Старый лев в белоснежной, распахнутой у ворота рубашке, развалившись в высоком дачном плетеном кресле, широко рассмеялся и начал: в Брюсселе Инесса Федоровна Арманд принесла ему этот слух, якобы полученный ею от кого-то из семьи Арманд, – Мария Александровна в юности была взята ко двору, но пробыла там недолго, скомпрометировав себя романом с кем-то из Великих князей, за что ее отправили к отцу в Кокушкино и быстро выдали за Ульянова, обеспечив ему регулярное повышение по службе.

Инесса Федоровна не раз говорила с Поповым на эту тему, даже развивала ее. Неизменно приходила к выводу: история маловероятная, похожа на сплетню, хотя нет дыма без огня – у Марии Александровны есть какая-то тайна молодости.

Тут же Арманд плавно переходила к теме свободной любви, она ее всегда волновала…

* * *

Сижу в 1991 году, обложившись книгами и документами, опубликованными и архивными, журналами, нашими и зарубежными, хочу поймать хвост тайны девицы – а ловлю какие-то другие «хвосты». Все было не так давно: первого марта 1887 года Россию всколыхнула весть о неудавшемся покушении членов партии «Народная воля» на императора Александра III. Среди террористов оказался сын Ульяновых Александр, студент-отличник Петербургского университета. По подозрению была взята и его родная сестра Анна Ульянова. Мария Александровна, мать Александра и Анны, бросается в Петербург. 28 марта она подает прошение на имя царя: «Горе и отчаяние матери дают мне смелость прибегнуть к Вашему Величеству, как единственной защите и помощи. Милости, Государь, прошу! Пощады и милости для детей моих. Старший сын Александр, окончивший гимназию с золотой медалью, получил золотую медаль и в университете. Дочь моя Анна успешно училась на Петербургских Высших Женских Курсах.
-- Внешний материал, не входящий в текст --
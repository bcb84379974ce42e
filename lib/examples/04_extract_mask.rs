use portrait_stylize::{self as ps, Segmenter};

fn main() -> Result<(), ps::Error> {
    let photo = ps::load_image(ps::ImageSource::from_path("imgs/portrait.jpg".as_ref()), None)?;

    // a PyTorch export, so channels first with ImageNet statistics, whose
    // second output channel is the person logit
    let mut segmenter = ps::OnnxSegmenter::load(
        "models/person_segmentation_nchw.onnx",
        ps::SegmenterConfig {
            input_size: ps::Dims::square(320),
            layout: ps::TensorLayout::Nchw,
            normalization: ps::Normalization::imagenet(),
            threshold: 0.5,
            person_channel: Some(1),
            sigmoid: true,
        },
    )?;

    let mask = segmenter.segment(&photo)?;
    println!("person covers {:.1}% of the photo", mask.coverage() * 100.0);

    // transparent background, opaque person
    std::fs::create_dir_all("out")?;
    mask.to_alpha_image().save("out/04.png")?;
    Ok(())
}
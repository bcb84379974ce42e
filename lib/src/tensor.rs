//! Conversions between images and the float tensors models consume and produce

use crate::{utils, Dims, Error};
use tract_onnx::prelude::tract_ndarray::{Array4, ArrayViewD, Axis, Ix4};

/// Memory layout of a rank 4 image tensor
#[derive(Clone, Copy, Debug, PartialEq, Eq)]
pub enum TensorLayout {
    /// `[batch, height, width, channels]`, what TensorFlow exports use
    Nhwc,
    /// `[batch, channels, height, width]`, what PyTorch exports use
    Nchw,
}

impl Default for TensorLayout {
    fn default() -> Self {
        Self::Nhwc
    }
}

/// Per-channel normalization applied to `pixel / 255`
#[derive(Clone, Copy, Debug, PartialEq)]
pub struct Normalization {
    pub mean: [f32; 3],
    pub std: [f32; 3],
}

impl Default for Normalization {
    fn default() -> Self {
        Self {
            mean: [0.0; 3],
            std: [1.0; 3],
        }
    }
}

impl Normalization {
    /// The ImageNet statistics most torchvision backbones were trained with
    pub fn imagenet() -> Self {
        Self {
            mean: [0.485, 0.456, 0.406],
            std: [0.229, 0.224, 0.225],
        }
    }

    #[inline]
    fn apply(&self, value: u8, channel: usize) -> f32 {
        (f32::from(value) / 255.0 - self.mean[channel]) / self.std[channel]
    }
}

/// Converts an image to a single-batch RGB tensor of `size`, the alpha
/// channel is dropped
pub fn image_to_tensor(
    img: &image::RgbaImage,
    size: Dims,
    layout: TensorLayout,
    norm: Normalization,
) -> Array4<f32> {
    let img = utils::resize_exact(img, size, image::imageops::FilterType::Triangle);
    let (w, h) = (size.width as usize, size.height as usize);

    match layout {
        TensorLayout::Nhwc => Array4::from_shape_fn((1, h, w, 3), |(_, y, x, c)| {
            norm.apply(img.get_pixel(x as u32, y as u32)[c], c)
        }),
        TensorLayout::Nchw => Array4::from_shape_fn((1, 3, h, w), |(_, c, y, x)| {
            norm.apply(img.get_pixel(x as u32, y as u32)[c], c)
        }),
    }
}

/// Converts a `[1, h, w, 3]` tensor of values in `[0, 1]` to an opaque image
pub fn tensor_to_image(view: ArrayViewD<'_, f32>) -> Result<image::RgbaImage, Error> {
    let shape = view.shape().to_vec();
    let invalid = || Error::InvalidTensorShape {
        expected: "[1, h, w, 3]",
        actual: shape.clone(),
    };

    if shape.len() != 4 || shape[0] != 1 || shape[3] != 3 {
        return Err(invalid());
    }

    let view = view.into_dimensionality::<Ix4>().map_err(|_| invalid())?;
    let (h, w) = (shape[1] as u32, shape[2] as u32);

    let to_u8 = |v: f32| (v.max(0.0).min(1.0) * 255.0).round() as u8;

    Ok(image::RgbaImage::from_fn(w, h, |x, y| {
        let (x, y) = (x as usize, y as usize);
        image::Rgba([
            to_u8(view[[0, y, x, 0]]),
            to_u8(view[[0, y, x, 1]]),
            to_u8(view[[0, y, x, 2]]),
            255,
        ])
    }))
}

/// Pulls a single channel out of a rank 4 model output as a row-major
/// probability map. `channel` of `None` selects the last channel.
pub fn tensor_to_probabilities(
    view: ArrayViewD<'_, f32>,
    layout: TensorLayout,
    channel: Option<usize>,
    apply_sigmoid: bool,
) -> Result<(Vec<f32>, Dims), Error> {
    let shape = view.shape().to_vec();
    let invalid = || Error::InvalidTensorShape {
        expected: match layout {
            TensorLayout::Nhwc => "[1, h, w, c]",
            TensorLayout::Nchw => "[1, c, h, w]",
        },
        actual: shape.clone(),
    };

    // Some exports squeeze the channel axis away entirely
    let view = match shape.len() {
        3 if shape[0] == 1 => match layout {
            TensorLayout::Nhwc => view.insert_axis(Axis(3)),
            TensorLayout::Nchw => view.insert_axis(Axis(1)),
        },
        4 if shape[0] == 1 => view,
        _ => return Err(invalid()),
    };

    let view = view.into_dimensionality::<Ix4>().map_err(|_| invalid())?;

    let (channels, h, w) = match layout {
        TensorLayout::Nhwc => (view.shape()[3], view.shape()[1], view.shape()[2]),
        TensorLayout::Nchw => (view.shape()[1], view.shape()[2], view.shape()[3]),
    };

    let channel = channel.unwrap_or_else(|| channels.saturating_sub(1));
    if channel >= channels || h == 0 || w == 0 {
        return Err(invalid());
    }

    let mut probs = Vec::with_capacity(h * w);
    for y in 0..h {
        for x in 0..w {
            let v = match layout {
                TensorLayout::Nhwc => view[[0, y, x, channel]],
                TensorLayout::Nchw => view[[0, channel, y, x]],
            };

            probs.push(if apply_sigmoid {
                1.0 / (1.0 + (-v).exp())
            } else {
                v
            });
        }
    }

    Ok((probs, Dims::new(w as u32, h as u32)))
}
И вот, когда оставалось всего лишь месяца два до окончания ими полного курса учения, у меня вдруг не стало старшего сына и дочери. Оба они заключены по обвинению в прикосновении к злодейскому делу первого марта. Слов нет, чтобы описать весь ужас моего положения. Я видела дочь, говорила с нею. Я слишком хорошо знаю детей своих и из личных свиданий с дочерью убедилась в полной ее невиновности…

О Государь! Умоляю, пощадите детей моих. Возвратите мне детей моих. Если у сына моего случайно отуманились рассудок и чувство, если в его душу закрались преступные замыслы, Государь, я исправлю его: я вновь воскрешу в душе его те лучшие человеческие чувства и побуждения, которыми он так недавно еще жил. Милости, Государь, прошу, милости».

Что можно извлечь из этого вопиющего материнского письма? Какое и чему подтверждение?

Есть ли хоть одно слово, выдающее желание напомнить о некоем прошлом, связывающем госпожу Ульянову и царя?

Ни одного.

Есть ли хоть намек на какое бы то ни было исключительное особое право?

Решительно нет.

Более ста лет назад, в годы перестройки девятнадцатого века, Александр III на письме Марии Александровны Ульяновой начертал такую резолюцию: «Мне кажется желательным дать ей свиданье с сыном, чтобы она убедилась, что это за личность ее милейший сынок, и показать ей показания ее сына, чтобы она видела, каких он убеждений».

Нет никаких оснований предполагать, что он когда-либо знал Марию Ульянову и каким-то образом относился пристрастно к ее имени и просьбе.

Впрочем, нельзя представить себе, чтобы умная и деликатная Мария Александровна в официальном письме позволила себе вольность напоминания, а царь в официальном ответе снизошел до лирических воспоминаний.